- GIVEN DATA:

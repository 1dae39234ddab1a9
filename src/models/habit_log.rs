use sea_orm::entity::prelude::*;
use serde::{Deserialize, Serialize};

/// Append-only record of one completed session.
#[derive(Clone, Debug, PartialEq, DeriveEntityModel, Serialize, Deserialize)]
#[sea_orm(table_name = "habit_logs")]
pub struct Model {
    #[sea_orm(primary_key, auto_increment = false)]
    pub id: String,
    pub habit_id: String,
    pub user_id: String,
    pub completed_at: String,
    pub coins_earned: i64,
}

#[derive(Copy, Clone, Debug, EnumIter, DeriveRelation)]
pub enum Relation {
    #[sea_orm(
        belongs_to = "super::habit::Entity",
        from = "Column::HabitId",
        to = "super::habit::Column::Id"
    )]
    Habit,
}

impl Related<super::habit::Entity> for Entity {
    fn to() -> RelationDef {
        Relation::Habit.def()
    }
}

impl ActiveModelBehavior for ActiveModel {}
==
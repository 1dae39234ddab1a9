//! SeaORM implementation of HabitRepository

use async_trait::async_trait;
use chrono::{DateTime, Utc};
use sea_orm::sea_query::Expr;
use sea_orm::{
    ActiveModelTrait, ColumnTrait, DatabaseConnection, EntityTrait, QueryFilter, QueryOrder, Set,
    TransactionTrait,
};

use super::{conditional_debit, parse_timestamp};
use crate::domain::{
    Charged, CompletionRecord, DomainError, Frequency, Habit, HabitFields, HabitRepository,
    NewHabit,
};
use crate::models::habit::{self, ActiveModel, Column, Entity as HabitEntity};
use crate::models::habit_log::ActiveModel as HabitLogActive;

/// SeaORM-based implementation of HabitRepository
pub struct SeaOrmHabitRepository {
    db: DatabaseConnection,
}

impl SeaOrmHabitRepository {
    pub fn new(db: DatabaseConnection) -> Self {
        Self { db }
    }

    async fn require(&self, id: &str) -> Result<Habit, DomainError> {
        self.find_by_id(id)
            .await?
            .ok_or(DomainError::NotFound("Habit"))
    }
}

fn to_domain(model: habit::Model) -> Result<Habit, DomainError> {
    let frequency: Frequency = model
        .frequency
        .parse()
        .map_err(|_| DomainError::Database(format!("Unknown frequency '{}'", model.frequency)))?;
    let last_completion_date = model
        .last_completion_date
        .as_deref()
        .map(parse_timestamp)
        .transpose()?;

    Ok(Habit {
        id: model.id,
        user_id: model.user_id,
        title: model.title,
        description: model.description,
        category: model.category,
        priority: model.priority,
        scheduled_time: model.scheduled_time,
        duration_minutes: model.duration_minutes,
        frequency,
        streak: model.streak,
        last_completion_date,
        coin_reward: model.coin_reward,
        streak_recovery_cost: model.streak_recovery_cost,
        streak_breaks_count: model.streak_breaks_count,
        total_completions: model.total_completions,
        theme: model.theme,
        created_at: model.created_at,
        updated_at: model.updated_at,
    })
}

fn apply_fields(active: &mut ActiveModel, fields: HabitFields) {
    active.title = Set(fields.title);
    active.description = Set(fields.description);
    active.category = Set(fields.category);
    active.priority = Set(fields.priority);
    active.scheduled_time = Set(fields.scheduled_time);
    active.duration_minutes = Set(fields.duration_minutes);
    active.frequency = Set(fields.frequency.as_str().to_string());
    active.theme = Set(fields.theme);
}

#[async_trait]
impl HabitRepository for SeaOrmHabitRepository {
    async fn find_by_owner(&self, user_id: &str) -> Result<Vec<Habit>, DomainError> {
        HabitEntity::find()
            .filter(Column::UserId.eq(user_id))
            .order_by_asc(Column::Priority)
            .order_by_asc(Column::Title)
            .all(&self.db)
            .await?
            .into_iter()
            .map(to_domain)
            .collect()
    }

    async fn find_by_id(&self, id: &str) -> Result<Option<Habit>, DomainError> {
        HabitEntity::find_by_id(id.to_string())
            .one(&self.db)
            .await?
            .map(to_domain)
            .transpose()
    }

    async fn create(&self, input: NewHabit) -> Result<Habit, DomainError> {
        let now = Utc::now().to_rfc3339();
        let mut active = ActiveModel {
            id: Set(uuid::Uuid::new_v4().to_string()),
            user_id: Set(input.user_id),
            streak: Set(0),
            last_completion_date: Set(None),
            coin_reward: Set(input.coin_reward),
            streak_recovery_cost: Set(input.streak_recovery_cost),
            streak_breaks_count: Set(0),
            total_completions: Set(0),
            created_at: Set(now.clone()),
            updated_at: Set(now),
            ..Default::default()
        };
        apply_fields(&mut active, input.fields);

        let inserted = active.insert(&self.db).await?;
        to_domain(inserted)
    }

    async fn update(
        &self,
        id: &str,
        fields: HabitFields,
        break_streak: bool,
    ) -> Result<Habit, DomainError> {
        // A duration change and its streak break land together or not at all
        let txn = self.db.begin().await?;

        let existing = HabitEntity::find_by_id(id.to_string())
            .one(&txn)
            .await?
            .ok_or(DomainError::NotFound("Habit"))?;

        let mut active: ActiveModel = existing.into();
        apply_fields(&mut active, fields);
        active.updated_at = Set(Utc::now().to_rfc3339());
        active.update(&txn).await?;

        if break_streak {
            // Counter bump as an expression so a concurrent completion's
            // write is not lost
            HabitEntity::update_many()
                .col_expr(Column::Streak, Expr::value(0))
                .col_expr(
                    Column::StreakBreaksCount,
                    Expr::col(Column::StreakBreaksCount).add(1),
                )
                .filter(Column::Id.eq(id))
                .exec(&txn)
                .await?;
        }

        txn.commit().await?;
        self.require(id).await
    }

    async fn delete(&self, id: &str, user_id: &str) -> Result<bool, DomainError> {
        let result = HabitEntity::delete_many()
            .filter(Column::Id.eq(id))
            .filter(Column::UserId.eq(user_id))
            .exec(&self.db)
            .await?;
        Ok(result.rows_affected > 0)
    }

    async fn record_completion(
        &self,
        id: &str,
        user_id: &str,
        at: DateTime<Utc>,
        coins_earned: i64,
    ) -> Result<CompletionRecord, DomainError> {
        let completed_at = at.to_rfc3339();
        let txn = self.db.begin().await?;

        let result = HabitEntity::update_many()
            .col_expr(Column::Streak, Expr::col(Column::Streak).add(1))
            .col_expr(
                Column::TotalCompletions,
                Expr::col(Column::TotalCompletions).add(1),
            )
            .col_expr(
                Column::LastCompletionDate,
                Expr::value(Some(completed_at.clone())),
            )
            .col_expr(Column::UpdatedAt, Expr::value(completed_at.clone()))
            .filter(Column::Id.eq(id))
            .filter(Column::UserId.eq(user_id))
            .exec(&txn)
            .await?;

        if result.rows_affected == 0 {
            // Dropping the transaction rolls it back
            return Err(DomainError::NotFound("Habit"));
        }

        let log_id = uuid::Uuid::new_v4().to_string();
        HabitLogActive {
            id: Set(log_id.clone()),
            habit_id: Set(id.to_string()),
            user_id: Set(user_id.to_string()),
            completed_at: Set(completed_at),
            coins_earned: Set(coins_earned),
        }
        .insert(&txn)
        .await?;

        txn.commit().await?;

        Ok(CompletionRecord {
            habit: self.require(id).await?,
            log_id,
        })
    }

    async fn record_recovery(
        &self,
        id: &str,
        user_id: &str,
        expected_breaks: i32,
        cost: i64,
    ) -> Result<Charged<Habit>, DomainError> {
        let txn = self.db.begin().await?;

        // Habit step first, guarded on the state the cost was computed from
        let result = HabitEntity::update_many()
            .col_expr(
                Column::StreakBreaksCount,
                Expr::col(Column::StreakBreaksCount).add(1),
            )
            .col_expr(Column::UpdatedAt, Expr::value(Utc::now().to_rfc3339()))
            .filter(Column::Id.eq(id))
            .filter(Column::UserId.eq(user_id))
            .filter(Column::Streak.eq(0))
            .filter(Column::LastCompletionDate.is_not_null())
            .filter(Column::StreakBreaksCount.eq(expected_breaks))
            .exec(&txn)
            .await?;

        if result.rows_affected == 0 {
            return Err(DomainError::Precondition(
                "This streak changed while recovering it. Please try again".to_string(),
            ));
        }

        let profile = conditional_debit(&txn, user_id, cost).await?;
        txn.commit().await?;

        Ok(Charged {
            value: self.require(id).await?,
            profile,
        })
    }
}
* * *
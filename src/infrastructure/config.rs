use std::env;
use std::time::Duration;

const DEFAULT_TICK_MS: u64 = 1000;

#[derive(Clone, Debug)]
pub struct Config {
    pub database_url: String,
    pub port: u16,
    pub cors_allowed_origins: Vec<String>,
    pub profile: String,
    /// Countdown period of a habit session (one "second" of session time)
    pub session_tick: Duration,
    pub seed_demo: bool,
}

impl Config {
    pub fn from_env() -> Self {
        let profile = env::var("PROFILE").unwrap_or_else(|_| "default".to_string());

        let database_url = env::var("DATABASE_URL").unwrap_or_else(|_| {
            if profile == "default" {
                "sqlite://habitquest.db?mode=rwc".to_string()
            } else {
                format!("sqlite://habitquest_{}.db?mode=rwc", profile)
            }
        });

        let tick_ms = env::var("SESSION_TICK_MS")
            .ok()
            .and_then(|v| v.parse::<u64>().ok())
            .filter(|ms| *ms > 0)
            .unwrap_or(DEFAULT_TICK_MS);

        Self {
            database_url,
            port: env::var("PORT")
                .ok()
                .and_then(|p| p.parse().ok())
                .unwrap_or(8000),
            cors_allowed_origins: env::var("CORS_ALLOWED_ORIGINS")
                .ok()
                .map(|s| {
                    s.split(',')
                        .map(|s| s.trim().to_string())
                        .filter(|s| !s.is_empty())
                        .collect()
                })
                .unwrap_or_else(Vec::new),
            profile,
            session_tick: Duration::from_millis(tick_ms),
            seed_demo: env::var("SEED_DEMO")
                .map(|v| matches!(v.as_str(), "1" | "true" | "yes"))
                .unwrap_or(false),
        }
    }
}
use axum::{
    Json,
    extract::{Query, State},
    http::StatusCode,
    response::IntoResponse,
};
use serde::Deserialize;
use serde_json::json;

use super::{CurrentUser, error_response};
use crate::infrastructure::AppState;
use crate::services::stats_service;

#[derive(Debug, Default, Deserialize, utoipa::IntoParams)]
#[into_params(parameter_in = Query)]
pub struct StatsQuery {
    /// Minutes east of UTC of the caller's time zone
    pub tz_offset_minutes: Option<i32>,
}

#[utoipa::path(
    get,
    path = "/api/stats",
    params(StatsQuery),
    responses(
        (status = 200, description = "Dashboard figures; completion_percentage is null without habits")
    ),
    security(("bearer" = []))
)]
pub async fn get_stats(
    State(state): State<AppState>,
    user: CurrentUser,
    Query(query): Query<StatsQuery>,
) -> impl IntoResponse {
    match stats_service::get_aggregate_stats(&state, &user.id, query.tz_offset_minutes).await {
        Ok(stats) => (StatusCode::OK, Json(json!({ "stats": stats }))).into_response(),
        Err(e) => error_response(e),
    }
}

- EXERCISE: Show, from the entries above, every line that includes the string "Debug".

- ANSWER TO THIS PROBLEM:
#[derive(Clone, Debug, PartialEq, DeriveEntityModel, Serialize, Deserialize)]
#[derive(Copy, Clone, Debug, EnumIter, DeriveRelation)]
#[derive(Clone, Debug)]
#[derive(Debug, Default, Deserialize, utoipa::IntoParams)]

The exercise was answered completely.